//! Backup orchestration: lock election, trigger registration and
//! reconfiguration.

use std::sync::{Arc, OnceLock};

use async_trait::async_trait;

use backuphub_core::AppError;
use backuphub_core::events::{ConfigUpdateEvent, ConfigValidateEvent};
use backuphub_core::result::AppResult;
use backuphub_core::traits::{
    ConfigListener, ConfigProvider, CronAction, CronJobSpec, CronRegistry, JobEnqueuer, LockStore,
};
use backuphub_core::types::{DatabaseLock, JobName};
use backuphub_core::validation::validate_cron_expression;

use super::role::BackupRole;

/// Name of the cron trigger that enqueues database backups.
pub const BACKUP_DATABASE_CRON: &str = "backupDatabase";

/// Ensures at most one instance schedules database backups.
///
/// At bootstrap every instance races for [`DatabaseLock::BackupDatabase`].
/// The winner becomes [`BackupRole::Leader`] and registers the backup
/// trigger; everyone else is a [`BackupRole::Follower`] for the rest of the
/// process. Only the leader reacts to configuration updates.
pub struct BackupService {
    /// Dynamic configuration source, read fresh at bootstrap
    config: Arc<dyn ConfigProvider>,
    /// Cross-instance lock store
    locks: Arc<dyn LockStore>,
    /// Trigger registry
    cron: Arc<dyn CronRegistry>,
    /// Where fired triggers enqueue backup jobs
    queue: Arc<dyn JobEnqueuer>,
    /// Set exactly once by [`on_bootstrap`](Self::on_bootstrap)
    role: OnceLock<BackupRole>,
}

impl std::fmt::Debug for BackupService {
    fn fmt(&self, f: &mut std::fmt::Formatter<'_>) -> std::fmt::Result {
        f.debug_struct("BackupService")
            .field("role", &self.role.get())
            .finish_non_exhaustive()
    }
}

impl BackupService {
    /// Creates a new backup service.
    pub fn new(
        config: Arc<dyn ConfigProvider>,
        locks: Arc<dyn LockStore>,
        cron: Arc<dyn CronRegistry>,
        queue: Arc<dyn JobEnqueuer>,
    ) -> Self {
        Self {
            config,
            locks,
            cron,
            queue,
            role: OnceLock::new(),
        }
    }

    /// Role decided at bootstrap, or `None` before it ran.
    pub fn role(&self) -> Option<BackupRole> {
        self.role.get().copied()
    }

    /// Elect this instance's role and, if leader, register the backup
    /// trigger.
    ///
    /// Must be called once per process; a second call fails with a conflict
    /// error and changes nothing.
    pub async fn on_bootstrap(&self) -> AppResult<BackupRole> {
        if let Some(role) = self.role.get() {
            return Err(AppError::conflict(format!(
                "Backup service already bootstrapped as {role}"
            )));
        }

        // Rejecting before the race keeps a bad config from costing the
        // cluster its leader.
        let config = self.config.load_system_config().await?;
        validate_backup_schedule(&config.backups.database.cron_expression)?;

        let acquired = self.locks.try_acquire(DatabaseLock::BackupDatabase).await;
        let role = BackupRole::from_lock_acquired(acquired);

        self.role
            .set(role)
            .map_err(|_| AppError::conflict("Backup service already bootstrapped"))?;

        if !role.is_leader() {
            tracing::info!("Another instance holds the backup lock, not scheduling database backups");
            return Ok(role);
        }

        let backup = &config.backups.database;
        tracing::info!(
            cron_expression = %backup.cron_expression,
            enabled = backup.enabled,
            "Acquired backup lock, scheduling database backups"
        );

        self.cron
            .add_cron_job(CronJobSpec::new(
                BACKUP_DATABASE_CRON,
                backup.cron_expression.clone(),
                backup.enabled,
                self.enqueue_action(),
            ))
            .await?;

        Ok(role)
    }

    /// Trigger callback: put one backup job on the queue.
    fn enqueue_action(&self) -> CronAction {
        let queue = Arc::clone(&self.queue);
        Arc::new(move || {
            let queue = Arc::clone(&queue);
            Box::pin(async move {
                tracing::debug!("Queueing database backup");
                if let Err(e) = queue.queue(JobName::BackupDatabase).await {
                    tracing::error!(error = %e, "Failed to queue database backup");
                }
            })
        })
    }
}

fn validate_backup_schedule(expression: &str) -> AppResult<()> {
    if !validate_cron_expression(expression) {
        return Err(AppError::validation(format!(
            "Invalid cron expression {expression}"
        )));
    }
    Ok(())
}

#[async_trait]
impl ConfigListener for BackupService {
    fn on_config_validate(&self, event: &ConfigValidateEvent) -> AppResult<()> {
        validate_backup_schedule(&event.new_config.backups.database.cron_expression)
    }

    async fn on_config_update(&self, event: &ConfigUpdateEvent) -> AppResult<()> {
        // Bootstrap already registered the trigger from this configuration.
        if event.is_first_load() {
            return Ok(());
        }
        if self.role() != Some(BackupRole::Leader) {
            return Ok(());
        }

        let backup = &event.new_config.backups.database;
        self.cron
            .update_cron_job(BACKUP_DATABASE_CRON, &backup.cron_expression, backup.enabled)
            .await?;

        tracing::info!(
            cron_expression = %backup.cron_expression,
            enabled = backup.enabled,
            "Rescheduled database backups"
        );
        Ok(())
    }
}

#[cfg(test)]
mod tests {
    use std::sync::Mutex;

    use backuphub_core::config::SystemConfig;
    use backuphub_core::error::ErrorKind;
    use backuphub_core::traits::MemoryLockStore;

    use super::*;

    #[derive(Debug)]
    struct StaticProvider(SystemConfig);

    #[async_trait]
    impl ConfigProvider for StaticProvider {
        async fn load_system_config(&self) -> AppResult<SystemConfig> {
            Ok(self.0.clone())
        }
    }

    #[derive(Debug)]
    struct FixedLock(bool);

    #[async_trait]
    impl LockStore for FixedLock {
        async fn try_acquire(&self, _lock: DatabaseLock) -> bool {
            self.0
        }
    }

    #[derive(Debug, Clone, PartialEq, Eq)]
    enum CronCall {
        Add { name: String, schedule: String, enabled: bool },
        Update { name: String, schedule: String, enabled: bool },
    }

    #[derive(Default)]
    struct RecordingCron {
        calls: Mutex<Vec<CronCall>>,
        actions: Mutex<Vec<CronAction>>,
    }

    impl std::fmt::Debug for RecordingCron {
        fn fmt(&self, f: &mut std::fmt::Formatter<'_>) -> std::fmt::Result {
            f.debug_struct("RecordingCron").finish_non_exhaustive()
        }
    }

    impl RecordingCron {
        fn calls(&self) -> Vec<CronCall> {
            self.calls.lock().unwrap().clone()
        }
    }

    #[async_trait]
    impl CronRegistry for RecordingCron {
        async fn add_cron_job(&self, spec: CronJobSpec) -> AppResult<()> {
            self.calls.lock().unwrap().push(CronCall::Add {
                name: spec.name,
                schedule: spec.schedule,
                enabled: spec.enabled,
            });
            self.actions.lock().unwrap().push(spec.action);
            Ok(())
        }

        async fn update_cron_job(&self, name: &str, schedule: &str, enabled: bool) -> AppResult<()> {
            self.calls.lock().unwrap().push(CronCall::Update {
                name: name.to_string(),
                schedule: schedule.to_string(),
                enabled,
            });
            Ok(())
        }
    }

    #[derive(Debug, Default)]
    struct RecordingQueue {
        jobs: Mutex<Vec<JobName>>,
        fail: bool,
    }

    #[async_trait]
    impl JobEnqueuer for RecordingQueue {
        async fn queue(&self, job: JobName) -> AppResult<()> {
            if self.fail {
                return Err(AppError::database("queue unavailable"));
            }
            self.jobs.lock().unwrap().push(job);
            Ok(())
        }
    }

    fn system_config(expr: &str, enabled: bool) -> SystemConfig {
        let mut config = SystemConfig::default();
        config.backups.database.cron_expression = expr.to_string();
        config.backups.database.enabled = enabled;
        config
    }

    struct Harness {
        service: BackupService,
        cron: Arc<RecordingCron>,
        queue: Arc<RecordingQueue>,
    }

    fn harness(locks: Arc<dyn LockStore>, queue: RecordingQueue) -> Harness {
        harness_with(system_config("0 2 * * *", true), locks, queue)
    }

    fn harness_with(
        config: SystemConfig,
        locks: Arc<dyn LockStore>,
        queue: RecordingQueue,
    ) -> Harness {
        let cron = Arc::new(RecordingCron::default());
        let queue = Arc::new(queue);
        let service = BackupService::new(
            Arc::new(StaticProvider(config)),
            locks,
            cron.clone(),
            queue.clone(),
        );
        Harness {
            service,
            cron,
            queue,
        }
    }

    fn update(new: SystemConfig, old: Option<SystemConfig>) -> ConfigUpdateEvent {
        ConfigUpdateEvent {
            new_config: new,
            old_config: old,
        }
    }

    #[tokio::test]
    async fn test_leader_registers_trigger_from_fresh_config() {
        let h = harness(Arc::new(FixedLock(true)), RecordingQueue::default());

        let role = h.service.on_bootstrap().await.unwrap();

        assert_eq!(role, BackupRole::Leader);
        assert_eq!(h.service.role(), Some(BackupRole::Leader));
        assert_eq!(
            h.cron.calls(),
            vec![CronCall::Add {
                name: "backupDatabase".to_string(),
                schedule: "0 2 * * *".to_string(),
                enabled: true,
            }]
        );
    }

    #[tokio::test]
    async fn test_follower_never_touches_registry() {
        let h = harness(Arc::new(FixedLock(false)), RecordingQueue::default());

        assert_eq!(h.service.on_bootstrap().await.unwrap(), BackupRole::Follower);
        h.service
            .on_config_update(&update(
                system_config("0 3 * * *", false),
                Some(system_config("0 2 * * *", true)),
            ))
            .await
            .unwrap();

        assert!(h.cron.calls().is_empty());
    }

    #[tokio::test]
    async fn test_update_before_bootstrap_is_ignored() {
        let h = harness(Arc::new(FixedLock(true)), RecordingQueue::default());

        h.service
            .on_config_update(&update(
                system_config("0 3 * * *", false),
                Some(system_config("0 2 * * *", true)),
            ))
            .await
            .unwrap();

        assert!(h.cron.calls().is_empty());
    }

    #[tokio::test]
    async fn test_leader_applies_later_updates_once() {
        let h = harness(Arc::new(FixedLock(true)), RecordingQueue::default());
        h.service.on_bootstrap().await.unwrap();

        h.service
            .on_config_update(&update(
                system_config("0 3 * * *", false),
                Some(system_config("0 2 * * *", true)),
            ))
            .await
            .unwrap();

        let updates: Vec<CronCall> = h
            .cron
            .calls()
            .into_iter()
            .filter(|c| matches!(c, CronCall::Update { .. }))
            .collect();
        assert_eq!(
            updates,
            vec![CronCall::Update {
                name: "backupDatabase".to_string(),
                schedule: "0 3 * * *".to_string(),
                enabled: false,
            }]
        );
    }

    #[tokio::test]
    async fn test_first_load_update_is_suppressed() {
        let h = harness(Arc::new(FixedLock(true)), RecordingQueue::default());
        h.service.on_bootstrap().await.unwrap();

        h.service
            .on_config_update(&update(system_config("0 4 * * *", true), None))
            .await
            .unwrap();

        assert_eq!(h.cron.calls().len(), 1);
    }

    #[tokio::test]
    async fn test_second_bootstrap_is_rejected() {
        let locks = Arc::new(MemoryLockStore::new());
        let h = harness(locks, RecordingQueue::default());
        h.service.on_bootstrap().await.unwrap();

        let err = h.service.on_bootstrap().await.unwrap_err();
        assert_eq!(err.kind, ErrorKind::Conflict);
        assert_eq!(h.service.role(), Some(BackupRole::Leader));
        assert_eq!(h.cron.calls().len(), 1);
    }

    #[tokio::test]
    async fn test_invalid_bootstrap_config_leaves_lock_free() {
        let locks = Arc::new(MemoryLockStore::new());
        let h = harness_with(
            system_config("* * *", true),
            locks.clone(),
            RecordingQueue::default(),
        );

        let err = h.service.on_bootstrap().await.unwrap_err();

        assert_eq!(err.kind, ErrorKind::Validation);
        assert_eq!(err.message, "Invalid cron expression * * *");
        assert!(!locks.is_held(DatabaseLock::BackupDatabase).await);
        assert!(h.service.role().is_none());
        assert!(h.cron.calls().is_empty());

        // A correctly configured instance can still become leader.
        let next = harness(locks.clone(), RecordingQueue::default());
        assert_eq!(next.service.on_bootstrap().await.unwrap(), BackupRole::Leader);
    }

    #[tokio::test]
    async fn test_sunday_schedule_is_accepted() {
        let h = harness_with(
            system_config("0 2 * * 0", true),
            Arc::new(FixedLock(true)),
            RecordingQueue::default(),
        );

        assert_eq!(h.service.on_bootstrap().await.unwrap(), BackupRole::Leader);
        h.service
            .on_config_validate(&ConfigValidateEvent {
                new_config: system_config("0 2 * * 0-6", true),
            })
            .unwrap();
    }

    #[tokio::test]
    async fn test_validate_rejects_malformed_cron() {
        let h = harness(Arc::new(FixedLock(true)), RecordingQueue::default());

        for expr in ["* * *", "not-a-cron"] {
            let err = h
                .service
                .on_config_validate(&ConfigValidateEvent {
                    new_config: system_config(expr, true),
                })
                .unwrap_err();
            assert_eq!(err.kind, ErrorKind::Validation);
            assert_eq!(err.message, format!("Invalid cron expression {expr}"));
        }

        h.service
            .on_config_validate(&ConfigValidateEvent {
                new_config: system_config("0 2 * * *", true),
            })
            .unwrap();
        assert!(h.service.role().is_none());
    }

    #[tokio::test]
    async fn test_trigger_action_enqueues_backup() {
        let h = harness(Arc::new(FixedLock(true)), RecordingQueue::default());
        h.service.on_bootstrap().await.unwrap();

        let action = h.cron.actions.lock().unwrap()[0].clone();
        (action)().await;
        (action)().await;

        assert_eq!(
            *h.queue.jobs.lock().unwrap(),
            vec![JobName::BackupDatabase, JobName::BackupDatabase]
        );
    }

    #[tokio::test]
    async fn test_trigger_action_swallows_queue_errors() {
        let h = harness(
            Arc::new(FixedLock(true)),
            RecordingQueue {
                fail: true,
                ..RecordingQueue::default()
            },
        );
        h.service.on_bootstrap().await.unwrap();

        let action = h.cron.actions.lock().unwrap()[0].clone();
        (action)().await;

        assert!(h.queue.jobs.lock().unwrap().is_empty());
    }
}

> [TASK STATEMENT]
Look for the string "next" in the listing above and copy every line holding it.

> [WRITTEN RESPONSE]
        let next = harness(locks.clone(), RecordingQueue::default());
        assert_eq!(next.service.on_bootstrap().await.unwrap(), BackupRole::Leader);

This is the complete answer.